# Task item:
Retype each line below without a single alteration.
[[ Data for the task open ]]
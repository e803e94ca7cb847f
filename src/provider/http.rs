//! HTTP resource handler for a REST provider control plane.
//!
//! This is the production [`ResourceHandler`] implementation: one instance
//! per kind, all sharing a single HTTP client. The expected API shape is
//!
//! - `POST   {endpoint}/resources/{kind}`        create
//! - `PUT    {endpoint}/resources/{kind}/{id}`   update
//! - `DELETE {endpoint}/resources/{kind}/{id}`   delete
//! - `GET    {endpoint}/resources/{kind}/{id}`   read / status
//!
//! with bearer-token authentication and JSON bodies.

use async_trait::async_trait;
use reqwest::{header, Client, Method, StatusCode};
use serde::{Deserialize, Serialize};
use std::time::Duration;
use tracing::{debug, trace};

use crate::error::{ProviderError, Result, StratusError};

use super::handler::{PhysicalResource, ResourceHandler, ResourceStatus};

/// Default request timeout in seconds.
const DEFAULT_TIMEOUT_SECS: u64 = 30;

/// Maximum number of retries for transient failures.
const MAX_RETRIES: u32 = 3;

/// Delay between retries in milliseconds.
const RETRY_DELAY_MS: u64 = 1000;

/// Shared HTTP transport for all kind handlers.
#[derive(Debug, Clone)]
pub struct ProviderClient {
    /// HTTP client.
    client: Client,
    /// Base URL of the control-plane API.
    endpoint: String,
    /// Bearer token.
    token: String,
}

/// Request body for create operations.
#[derive(Debug, Serialize)]
struct CreateRequest<'a> {
    name: &'a str,
    properties: &'a serde_json::Map<String, serde_json::Value>,
}

/// Request body for update operations.
#[derive(Debug, Serialize)]
struct UpdateRequest<'a> {
    properties: &'a serde_json::Map<String, serde_json::Value>,
}

/// Error body returned by the provider.
#[derive(Debug, Deserialize)]
struct ApiError {
    message: String,
}

impl ProviderClient {
    /// Creates a new provider client.
    ///
    /// # Errors
    ///
    /// Returns an error if the HTTP client cannot be created.
    pub fn new(endpoint: &str, token: &str) -> Result<Self> {
        Self::with_timeout(endpoint, token, DEFAULT_TIMEOUT_SECS)
    }

    /// Creates a client with a custom request timeout.
    ///
    /// # Errors
    ///
    /// Returns an error if the HTTP client cannot be created.
    pub fn with_timeout(endpoint: &str, token: &str, timeout_secs: u64) -> Result<Self> {
        let client = Client::builder()
            .timeout(Duration::from_secs(timeout_secs))
            .build()
            .map_err(|e| ProviderError::network(format!("Failed to create HTTP client: {e}")))?;

        Ok(Self {
            client,
            endpoint: endpoint.trim_end_matches('/').to_string(),
            token: token.to_string(),
        })
    }

    /// Builds the URL for a kind collection or a single resource.
    fn url(&self, kind: &str, physical_id: Option<&str>) -> String {
        physical_id.map_or_else(
            || format!("{}/resources/{kind}", self.endpoint),
            |id| format!("{}/resources/{kind}/{id}", self.endpoint),
        )
    }

    /// Executes a request with bounded retries on transient failures.
    async fn execute(
        &self,
        method: Method,
        url: &str,
        body: Option<serde_json::Value>,
    ) -> Result<reqwest::Response> {
        let mut attempt = 0;

        loop {
            attempt += 1;
            trace!("{method} {url} (attempt {attempt})");

            let mut request = self
                .client
                .request(method.clone(), url)
                .header(header::AUTHORIZATION, format!("Bearer {}", self.token));
            if let Some(json) = &body {
                request = request.json(json);
            }

            let result = request.send().await;

            match result {
                Ok(response) => {
                    let status = response.status();
                    if status == StatusCode::TOO_MANY_REQUESTS && attempt <= MAX_RETRIES {
                        debug!("Rate limited by provider, retrying");
                        tokio::time::sleep(Duration::from_millis(RETRY_DELAY_MS * u64::from(attempt)))
                            .await;
                        continue;
                    }
                    return Ok(response);
                }
                Err(e) if attempt <= MAX_RETRIES && (e.is_timeout() || e.is_connect()) => {
                    debug!("Transient network error, retrying: {e}");
                    tokio::time::sleep(Duration::from_millis(RETRY_DELAY_MS * u64::from(attempt)))
                        .await;
                }
                Err(e) => {
                    return Err(StratusError::Provider(ProviderError::network(
                        e.to_string(),
                    )));
                }
            }
        }
    }

    /// Converts an error response into a typed provider error.
    async fn error_from_response(response: reqwest::Response) -> StratusError {
        let status = response.status();
        let message = response
            .json::<ApiError>()
            .await
            .map_or_else(|_| String::from("no error body"), |e| e.message);

        let error = match status {
            StatusCode::UNAUTHORIZED | StatusCode::FORBIDDEN => {
                ProviderError::AuthenticationFailed { message }
            }
            StatusCode::TOO_MANY_REQUESTS => ProviderError::RateLimited {
                retry_after_secs: 30,
            },
            _ => ProviderError::api_error(status.as_u16(), message),
        };
        StratusError::Provider(error)
    }

    /// Parses a resource body.
    async fn parse_resource(response: reqwest::Response) -> Result<PhysicalResource> {
        response.json::<PhysicalResource>().await.map_err(|e| {
            StratusError::Provider(ProviderError::InvalidResponse {
                message: e.to_string(),
            })
        })
    }
}

/// HTTP handler for one resource kind.
#[derive(Debug, Clone)]
pub struct HttpHandler {
    /// Shared transport.
    client: ProviderClient,
    /// The kind tag this handler serves.
    kind: String,
}

impl HttpHandler {
    /// Creates a handler for the given kind sharing the given transport.
    #[must_use]
    pub fn new(client: ProviderClient, kind: impl Into<String>) -> Self {
        Self {
            client,
            kind: kind.into(),
        }
    }
}

#[async_trait]
impl ResourceHandler for HttpHandler {
    fn kind(&self) -> &str {
        &self.kind
    }

    async fn create(
        &self,
        name: &str,
        properties: &serde_json::Map<String, serde_json::Value>,
    ) -> Result<PhysicalResource> {
        let url = self.client.url(&self.kind, None);
        let body = serde_json::to_value(CreateRequest { name, properties })
            .map_err(|e| StratusError::internal(format!("Failed to encode request: {e}")))?;

        let response = self.client.execute(Method::POST, &url, Some(body)).await?;
        if !response.status().is_success() {
            return Err(ProviderClient::error_from_response(response).await);
        }
        ProviderClient::parse_resource(response).await
    }

    async fn update(
        &self,
        physical_id: &str,
        properties: &serde_json::Map<String, serde_json::Value>,
    ) -> Result<PhysicalResource> {
        let url = self.client.url(&self.kind, Some(physical_id));
        let body = serde_json::to_value(UpdateRequest { properties })
            .map_err(|e| StratusError::internal(format!("Failed to encode request: {e}")))?;

        let response = self.client.execute(Method::PUT, &url, Some(body)).await?;
        if response.status() == StatusCode::NOT_FOUND {
            return Err(StratusError::Provider(ProviderError::ResourceNotFound {
                physical_id: physical_id.to_string(),
            }));
        }
        if !response.status().is_success() {
            return Err(ProviderClient::error_from_response(response).await);
        }
        ProviderClient::parse_resource(response).await
    }

    async fn delete(&self, physical_id: &str) -> Result<()> {
        let url = self.client.url(&self.kind, Some(physical_id));
        let response = self.client.execute(Method::DELETE, &url, None).await?;

        // A missing resource is already deleted.
        if response.status() == StatusCode::NOT_FOUND || response.status().is_success() {
            return Ok(());
        }
        Err(ProviderClient::error_from_response(response).await)
    }

    async fn read(&self, physical_id: &str) -> Result<Option<PhysicalResource>> {
        let url = self.client.url(&self.kind, Some(physical_id));
        let response = self.client.execute(Method::GET, &url, None).await?;

        if response.status() == StatusCode::NOT_FOUND {
            return Ok(None);
        }
        if !response.status().is_success() {
            return Err(ProviderClient::error_from_response(response).await);
        }
        Ok(Some(ProviderClient::parse_resource(response).await?))
    }

    async fn status(&self, physical_id: &str) -> Result<ResourceStatus> {
        match self.read(physical_id).await? {
            Some(resource) => Ok(resource.status),
            None => Ok(ResourceStatus::Gone),
        }
    }
}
[[ Data for the task closed ]]
# Your response:
repository e803e94ca7cb847f
filename src/provider/http.rs
//! HTTP resource handler for a REST provider control plane.
//!
//! This is the production [`ResourceHandler`] implementation: one instance
//! per kind, all sharing a single HTTP client. The expected API shape is
//!
//! - `POST   {endpoint}/resources/{kind}`        create
//! - `PUT    {endpoint}/resources/{kind}/{id}`   update
//! - `DELETE {endpoint}/resources/{kind}/{id}`   delete
//! - `GET    {endpoint}/resources/{kind}/{id}`   read / status
//!
//! with bearer-token authentication and JSON bodies.

use async_trait::async_trait;
use reqwest::{header, Client, Method, StatusCode};
use serde::{Deserialize, Serialize};
use std::time::Duration;
use tracing::{debug, trace};

use crate::error::{ProviderError, Result, StratusError};

use super::handler::{PhysicalResource, ResourceHandler, ResourceStatus};

/// Default request timeout in seconds.
const DEFAULT_TIMEOUT_SECS: u64 = 30;

/// Maximum number of retries for transient failures.
const MAX_RETRIES: u32 = 3;

/// Delay between retries in milliseconds.
const RETRY_DELAY_MS: u64 = 1000;

/// Shared HTTP transport for all kind handlers.
#[derive(Debug, Clone)]
pub struct ProviderClient {
    /// HTTP client.
    client: Client,
    /// Base URL of the control-plane API.
    endpoint: String,
    /// Bearer token.
    token: String,
}

/// Request body for create operations.
#[derive(Debug, Serialize)]
struct CreateRequest<'a> {
    name: &'a str,
    properties: &'a serde_json::Map<String, serde_json::Value>,
}

/// Request body for update operations.
#[derive(Debug, Serialize)]
struct UpdateRequest<'a> {
    properties: &'a serde_json::Map<String, serde_json::Value>,
}

/// Error body returned by the provider.
#[derive(Debug, Deserialize)]
struct ApiError {
    message: String,
}

impl ProviderClient {
    /// Creates a new provider client.
    ///
    /// # Errors
    ///
    /// Returns an error if the HTTP client cannot be created.
    pub fn new(endpoint: &str, token: &str) -> Result<Self> {
        Self::with_timeout(endpoint, token, DEFAULT_TIMEOUT_SECS)
    }

    /// Creates a client with a custom request timeout.
    ///
    /// # Errors
    ///
    /// Returns an error if the HTTP client cannot be created.
    pub fn with_timeout(endpoint: &str, token: &str, timeout_secs: u64) -> Result<Self> {
        let client = Client::builder()
            .timeout(Duration::from_secs(timeout_secs))
            .build()
            .map_err(|e| ProviderError::network(format!("Failed to create HTTP client: {e}")))?;

        Ok(Self {
            client,
            endpoint: endpoint.trim_end_matches('/').to_string(),
            token: token.to_string(),
        })
    }

    /// Builds the URL for a kind collection or a single resource.
    fn url(&self, kind: &str, physical_id: Option<&str>) -> String {
        physical_id.map_or_else(
            || format!("{}/resources/{kind}", self.endpoint),
            |id| format!("{}/resources/{kind}/{id}", self.endpoint),
        )
    }

    /// Executes a request with bounded retries on transient failures.
    async fn execute(
        &self,
        method: Method,
        url: &str,
        body: Option<serde_json::Value>,
    ) -> Result<reqwest::Response> {
        let mut attempt = 0;

        loop {
            attempt += 1;
            trace!("{method} {url} (attempt {attempt})");

            let mut request = self
                .client
                .request(method.clone(), url)
                .header(header::AUTHORIZATION, format!("Bearer {}", self.token));
            if let Some(json) = &body {
                request = request.json(json);
            }

            let result = request.send().await;

            match result {
                Ok(response) => {
                    let status = response.status();
                    if status == StatusCode::TOO_MANY_REQUESTS && attempt <= MAX_RETRIES {
                        debug!("Rate limited by provider, retrying");
                        tokio::time::sleep(Duration::from_millis(RETRY_DELAY_MS * u64::from(attempt)))
                            .await;
                        continue;
                    }
                    return Ok(response);
                }
                Err(e) if attempt <= MAX_RETRIES && (e.is_timeout() || e.is_connect()) => {
                    debug!("Transient network error, retrying: {e}");
                    tokio::time::sleep(Duration::from_millis(RETRY_DELAY_MS * u64::from(attempt)))
                        .await;
                }
                Err(e) => {
                    return Err(StratusError::Provider(ProviderError::network(
                        e.to_string(),
                    )));
                }
            }
        }
    }

    /// Converts an error response into a typed provider error.
    async fn error_from_response(response: reqwest::Response) -> StratusError {
        let status = response.status();
        let message = response
            .json::<ApiError>()
            .await
            .map_or_else(|_| String::from("no error body"), |e| e.message);

        let error = match status {
            StatusCode::UNAUTHORIZED | StatusCode::FORBIDDEN => {
                ProviderError::AuthenticationFailed { message }
            }
            StatusCode::TOO_MANY_REQUESTS => ProviderError::RateLimited {
                retry_after_secs: 30,
            },
            _ => ProviderError::api_error(status.as_u16(), message),
        };
        StratusError::Provider(error)
    }

    /// Parses a resource body.
    async fn parse_resource(response: reqwest::Response) -> Result<PhysicalResource> {
        response.json::<PhysicalResource>().await.map_err(|e| {
            StratusError::Provider(ProviderError::InvalidResponse {
                message: e.to_string(),
            })
        })
    }
}

/// HTTP handler for one resource kind.
#[derive(Debug, Clone)]
pub struct HttpHandler {
    /// Shared transport.
    client: ProviderClient,
    /// The kind tag this handler serves.
    kind: String,
}

impl HttpHandler {
    /// Creates a handler for the given kind sharing the given transport.
    #[must_use]
    pub fn new(client: ProviderClient, kind: impl Into<String>) -> Self {
        Self {
            client,
            kind: kind.into(),
        }
    }
}

#[async_trait]
impl ResourceHandler for HttpHandler {
    fn kind(&self) -> &str {
        &self.kind
    }

    async fn create(
        &self,
        name: &str,
        properties: &serde_json::Map<String, serde_json::Value>,
    ) -> Result<PhysicalResource> {
        let url = self.client.url(&self.kind, None);
        let body = serde_json::to_value(CreateRequest { name, properties })
            .map_err(|e| StratusError::internal(format!("Failed to encode request: {e}")))?;

        let response = self.client.execute(Method::POST, &url, Some(body)).await?;
        if !response.status().is_success() {
            return Err(ProviderClient::error_from_response(response).await);
        }
        ProviderClient::parse_resource(response).await
    }

    async fn update(
        &self,
        physical_id: &str,
        properties: &serde_json::Map<String, serde_json::Value>,
    ) -> Result<PhysicalResource> {
        let url = self.client.url(&self.kind, Some(physical_id));
        let body = serde_json::to_value(UpdateRequest { properties })
            .map_err(|e| StratusError::internal(format!("Failed to encode request: {e}")))?;

        let response = self.client.execute(Method::PUT, &url, Some(body)).await?;
        if response.status() == StatusCode::NOT_FOUND {
            return Err(StratusError::Provider(ProviderError::ResourceNotFound {
                physical_id: physical_id.to_string(),
            }));
        }
        if !response.status().is_success() {
            return Err(ProviderClient::error_from_response(response).await);
        }
        ProviderClient::parse_resource(response).await
    }

    async fn delete(&self, physical_id: &str) -> Result<()> {
        let url = self.client.url(&self.kind, Some(physical_id));
        let response = self.client.execute(Method::DELETE, &url, None).await?;

        // A missing resource is already deleted.
        if response.status() == StatusCode::NOT_FOUND || response.status().is_success() {
            return Ok(());
        }
        Err(ProviderClient::error_from_response(response).await)
    }

    async fn read(&self, physical_id: &str) -> Result<Option<PhysicalResource>> {
        let url = self.client.url(&self.kind, Some(physical_id));
        let response = self.client.execute(Method::GET, &url, None).await?;

        if response.status() == StatusCode::NOT_FOUND {
            return Ok(None);
        }
        if !response.status().is_success() {
            return Err(ProviderClient::error_from_response(response).await);
        }
        Ok(Some(ProviderClient::parse_resource(response).await?))
    }

    async fn status(&self, physical_id: &str) -> Result<ResourceStatus> {
        match self.read(physical_id).await? {
            Some(resource) => Ok(resource.status),
            None => Ok(ResourceStatus::Gone),
        }
    }
}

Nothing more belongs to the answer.